In this blog, we're diving into:
- What a roof valley is
- Why you should educate homeowners about what a valley is
- Different techniques to shingle a valley
- Open vs closed valleys
- The most common roofing issues that happen in valleys
Brush up on your knowledge of roof valleys so you can be prepped to talk to homeowners next time you're pitching a roof.
Educating homeowners about roof valleys
You may be super comfortable with what valleys are, but your homeowners may not. Taking the time to educate them about this part of this roof is important because:
- It can help you build trust with them: You're not just selling them a roof — you're helping them understand their roof.
- Leaks and other issues can stem from roofs: Teaching them what to look for empowers them as homeowners. And they'll be more likely to call you if there are any leaks in the future.
- Longevity Matters: A little knowledge about roof valleys can go a long way in extending the lifespan of your roof. Educated homeowners make informed decisions when it comes to maintenance and repairs.
With that in mind, let's get into it.
What's a Roof Valley?
A roof valley is the V-shaped metal channel where two roof slopes meet. It's like the intersection of architectural prowess and functionality. Think of it as the unsung hero of your roof that prevents water from finding its way inside.
Without these roof features to direct rainwater and snowmelt down to your gutters, you'd have way more water problems in your attic.
Most residential roofs will have a roof valley somewhere on it. Be sure to point these out to homeowners.
3 techniques to shingle a valley
There are a few different ways you can shingle a valley.
1. Closed-cut method: Neat and tidy, this method involves running shingles parallel to the valley. It's a classic choice that blends aesthetic appeal with efficiency.
There are different versions of a closed cut valley, like the California cut, or a regular cut valley. We'll talk about the pros and cons to closed valleys below.
2. Open-cut method: Shingles are installed with a gap at the valley center, leaving a visible valley line. The valley is oven lined with metal flashing. This method allows water to run off easily and is often preferred in areas with heavy rainfall. We will explore the pros and cons to open valleys later on, too.

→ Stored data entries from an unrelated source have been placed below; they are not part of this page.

use super::state::{parse_oids, to_strings, OperationKind, OperationState, Plan, UpdatePlan};
use super::{Resumed, Session, Signal};
use crate::config::Role;
use crate::errors::{GitumError, Result};
use crate::git::patches::{origin_of, with_origin};
use crate::git::{short_id, PickOutcome};
use git2::Oid;
use tracing::{debug, info, warn};

/// Outcome of a completed update
#[derive(Debug, Clone, PartialEq, Eq)]
pub struct UpdateReport {
    /// Patches in the published queue
    pub patches: usize,
    /// False when the rebased branch already carried exactly these patches
    pub rebuilt: bool,
}

/// Captures dev commits as the patch set: rebuilds the rebased branch on the
/// merge tip and republishes the queue.
///
/// The rebuild base is the merge tip rather than the upstream tip. Upstream
/// commits not yet merged are walked one at a time by `merge`, so capturing
/// never skips those rounds; when merge equals upstream the two bases are the
/// same commit.
pub struct UpdateEngine {
    session: Session,
}

impl UpdateEngine {
    pub fn begin(path: &std::path::Path) -> Result<Self> {
        Ok(Self {
            session: Session::begin(path)?,
        })
    }

    pub fn run(self, count: usize) -> Result<UpdateReport> {
        if count == 0 {
            return Err(GitumError::precondition(
                "Nothing to capture: the commit count must be at least 1",
            ));
        }
        self.session.require_clean()?;

        let dev_tip = self.session.tip(Role::Dev)?;
        let merge_tip = self.session.tip(Role::Merge)?;
        let rebased_tip = self.session.tip(Role::Rebased)?;

        let picks = self.capture(dev_tip, merge_tip, count)?;
        let origins = picks
            .iter()
            .map(|oid| self.origin_for(*oid))
            .collect::<Result<Vec<_>>>()?;

        if self.already_applied(rebased_tip, merge_tip, &origins)? {
            info!(
                "'{}' already carries these {} patches",
                self.session.branch(Role::Rebased),
                origins.len()
            );
            let patches = self
                .session
                .publish_patches(merge_tip, "Refresh patch queue")?;
            return Ok(UpdateReport {
                patches,
                rebuilt: false,
            });
        }

        let head = self.session.repo.get_current_branch()?;
        let snapshot = self.session.snapshot()?;
        let state = OperationState::new(
            head,
            &snapshot,
            Plan::Update(UpdatePlan {
                picks: to_strings(&picks),
            }),
        );
        self.session.store.save(&state)?;

        info!(
            "Rebuilding '{}' on {} with {} patches",
            self.session.branch(Role::Rebased),
            short_id(merge_tip),
            picks.len()
        );
        let rebased = self.session.branch(Role::Rebased).to_string();
        self.session.repo.reset_branch(&rebased, merge_tip)?;
        self.drive(state)
    }

    pub fn resume(path: &std::path::Path, signal: Signal) -> Result<Resumed<UpdateReport>> {
        let (session, state) = Session::resume(path, OperationKind::Update)?;
        let engine = Self { session };
        match signal {
            Signal::Abort => {
                engine.session.abort(&state)?;
                Ok(Resumed::Aborted)
            }
            Signal::Continue => engine.continue_step(state).map(Resumed::Completed),
        }
    }

    /// The last `count` first-parent commits of dev, oldest first
    fn capture(&self, dev_tip: Oid, merge_tip: Oid, count: usize) -> Result<Vec<Oid>> {
        let repo = &self.session.repo;
        let mut picks = Vec::with_capacity(count);
        let mut current = dev_tip;

        for taken in 0..count {
            if repo.is_ancestor(current, merge_tip)? {
                return Err(GitumError::precondition(format!(
                    "'{}' has only {taken} commits on top of '{}'; cannot capture {count}",
                    self.session.branch(Role::Dev),
                    self.session.branch(Role::Merge)
                )));
            }

            let info = repo.commit_info(current)?;
            if info.parent_count > 1 {
                return Err(GitumError::precondition(format!(
                    "Commit {} is a merge commit and cannot be captured as a patch",
                    short_id(current)
                )));
            }
            picks.push(current);

            current = match repo.first_parent(current)? {
                Some(parent) => parent,
                None if taken + 1 == count => break,
                None => {
                    return Err(GitumError::precondition(format!(
                        "Reached the root commit after {} commits; cannot capture {count}",
                        taken + 1
                    )))
                }
            };
        }

        picks.reverse();
        Ok(picks)
    }

    /// Stable identity of a captured commit: its recorded origin, or its own id
    fn origin_for(&self, oid: Oid) -> Result<String> {
        let info = self.session.repo.commit_info(oid)?;
        Ok(origin_of(&info.message).unwrap_or_else(|| oid.to_string()))
    }

    fn message_for(&self, oid: Oid) -> Result<String> {
        let info = self.session.repo.commit_info(oid)?;
        Ok(with_origin(&info.message, &self.origin_for(oid)?))
    }

    /// The rebased chain above the merge tip carries exactly `origins`, in order
    fn already_applied(&self, rebased_tip: Oid, merge_tip: Oid, origins: &[String]) -> Result<bool> {
        let repo = &self.session.repo;
        let mut found = Vec::new();
        let mut current = rebased_tip;

        while current != merge_tip {
            if found.len() >= origins.len() {
                return Ok(false);
            }
            let info = repo.commit_info(current)?;
            let Some(origin) = origin_of(&info.message) else {
                return Ok(false);
            };
            found.push(origin);
            current = match repo.first_parent(current)? {
                Some(parent) => parent,
                None => return Ok(false),
            };
        }

        found.reverse();
        Ok(found == origins)
    }

    fn continue_step(mut self, mut state: OperationState) -> Result<UpdateReport> {
        let picks = parse_oids(&plan(&state)?.picks)?;
        self.expect_on_rebased()?;

        if let Some(oid) = picks.get(state.cursor).copied() {
            let message = self.message_for(oid)?;
            if let PickOutcome::Conflicted(files) = self.session.repo.finish_pick(oid, &message)? {
                return Err(self.session.suspend(&state, files));
            }
            state.cursor += 1;
            self.session.store.save(&state)?;
        }

        self.drive(state)
    }

    fn drive(mut self, mut state: OperationState) -> Result<UpdateReport> {
        let picks = parse_oids(&plan(&state)?.picks)?;

        while let Some(oid) = picks.get(state.cursor).copied() {
            let message = self.message_for(oid)?;
            match self.session.repo.pick(oid, &message)? {
                PickOutcome::Committed(new_id) => {
                    debug!("Captured {} as {}", short_id(oid), short_id(new_id));
                }
                PickOutcome::Empty => {
                    warn!("{} is already part of the merge branch; dropped", short_id(oid));
                }
                PickOutcome::Conflicted(files) => {
                    return Err(self.session.suspend(&state, files));
                }
            }
            state.cursor += 1;
            self.session.store.save(&state)?;
        }

        let reason = format!(
            "Capture {} patches from {}",
            picks.len(),
            self.session.branch(Role::Dev)
        );
        let merge_tip = self.session.tip(Role::Merge)?;
        let patches = self.session.publish_patches(merge_tip, &reason)?;
        self.session.finish(&state)?;

        Ok(UpdateReport {
            patches,
            rebuilt: true,
        })
    }

    fn expect_on_rebased(&self) -> Result<()> {
        let rebased = self.session.branch(Role::Rebased);
        if self.session.repo.get_current_branch()?.as_deref() != Some(rebased) {
            return Err(GitumError::invalid_state(format!(
                "The suspended update expects '{rebased}' to be checked out"
            )));
        }
        Ok(())
    }
}

fn plan(state: &OperationState) -> Result<&UpdatePlan> {
    match &state.plan {
        Plan::Update(plan) => Ok(plan),
        _ => Err(GitumError::config("Operation record does not hold an update plan")),
    }
}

3. Woven Valley: For an extra layer of protection, shingles from both sides of the roof overlap in a woven pattern. It's a smart choice for durability and resilience against the elements.
Only roofing professionals should install roof valley flashing or shingles due to their significance in water management.
Open vs. closed valleys
The two big types of valleys are open and closed. Each type of valley has its benefits and works best in different environments. Here's what you need to know about the difference between these two.
Open roof valleys
An open roof valley is a design where the roofing material on one side of the valley doesn't overlap the material on the other side. Instead, there's a gap between the two sides, allowing for a clear channel down the center for water runoff. That gap will have metal flashing. A galvanized metal, copper, aluminum, or stainless steel is usually used.
Here's why you might opt for an open valley:
1. Effective water drainage: The primary advantage of an open valley is its efficiency in directing water away from the roof and into the gutters. This design minimizes the risk of water pooling or infiltrating the roofing material.
2. Ideal for heavy rainfall: In regions that get a lot of rain or snow, open valleys shine. The unobstructed path facilitates a swift and unimpeded flow of water, reducing the likelihood of water-related issues.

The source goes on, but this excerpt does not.